This is a lightly edited repost of a twitter thread. So, short paragraphs ahoy:
I’ve finished Bryan Caplan’s The Case Against Education and it’s definitely very interesting, although I remain unconvinced.
PART 1: I’M AN EDUCATION ECONOMIST AND I REALLY LOVE SIGNALING
On a personal level I really love the signaling model. If you are not familiar, it’s basically the idea that if you want to prove you have quality X, then you do wasteful and useless thing Y that someone WITHOUT X would have a harder time doing than you.
That’s it. Then, if someone sees you do Y they’re convinced you’re X. Sure, someone without X could copy you by doing Y too, but if it’s harder enough for them than it is for you, they don’t bother.
I think this is just straight up *cool*. I learned it in some economics class, immediately glommed onto it, and looked for it wherever I could. Once you start looking, you see plenty of examples.
I think it’s one of the most important ideas economists have popularized, and I’ve included it in every course I’ve ever taught (although, alas, it has fallen off the behavioral econ syllabus).
I’ve certainly spent my fair share of time looking into it in the educational context — I still have a strange fascination with Bedard 2001, which finds evidence of it. Signaling in ed ~ ed *certifies* your ability, rather than *improving you*.
To be clear, the book is trying to address: (1) we see that getting education raises your earnings. (2) So, how much of that raise is human capital, and how much is signaling? (3) The book suggests it’s mostly signaling. (4) So what?
Nowadays, I’m an economist who mostly works on education. So I read a whole lot of papers on the economics of education. Granted, not usually on human capital (the “ed improves you” story) vs signaling directly, but I see the papers for sure.
And what do I see? Not a massive amount of work that supports signaling as the *primary* explanation for the impact of education. Signaling effects? Yes. MOSTLY signaling effect? It’s just not there. Now, why is it not there? There are a few reasons.
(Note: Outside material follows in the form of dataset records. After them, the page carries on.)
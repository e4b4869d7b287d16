//! Serve command - runs the customer directory API

use tokio::net::TcpListener;
use tracing::info;

use crate::api::create_router_with_state;

/// Run the API server until interrupted
pub async fn run() -> anyhow::Result<()> {
    let config = super::bootstrap()?;

    let state = crate::create_app_state_with_config(&config).await?;
    let app = create_router_with_state(state);

    let addr = config.bind_address()?;
    info!("Starting customer directory on {}", addr);

    let listener = TcpListener::bind(addr).await?;
    axum::serve(listener, app)
        .with_graceful_shutdown(shutdown_signal())
        .await?;

    info!("Server stopped");
    Ok(())
}

async fn shutdown_signal() {
    if let Err(e) = tokio::signal::ctrl_c().await {
        tracing::warn!(error = %e, "Failed to listen for shutdown signal");
        std::future::pending::<()>().await;
    }

    info!("Shutdown signal received");
}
A biggie is that it’s just super hard to be able to point to data and be able to say with real confidence “that right there? It’s signaling. It’s not anything else, it’s signaling.” The predictions of human capital (HC) and signaling (S) overlap A LOT.
Most of the time, when talking about what you observe in the real world, nearly all stories can be twisted to be signaling or human capital [this is, by the way, something that I’ll come back to later when discussing the particular claims that The Case Against Education makes]
There are papers that do it — Bedard 2001 is an example. Tyler, Murnane, & Willett 2000 is another. But these rely on super-specific circumstances to be able to tease out something that is undeniably signaling.
The reason I’m focusing on this is to address where I — and much of the ed economics literature — is coming from. Caplan takes the position throughout the book that, as a field, we’re basically ignoring the possibility of signaling, treating it as too unimportant to bother with.
Maybe this is rhetorically necessary for the book to be framed as him Standing Up to the Man. Or to explain why so many people interested in the question have come to a different conclusion.
But that’s not what I really see. I Googled around for Econ of Ed syllabi — I’ve yet to find one with human capital but without signaling. Ed signaling even pops up in Principles textbooks — heck, Mankiw has it.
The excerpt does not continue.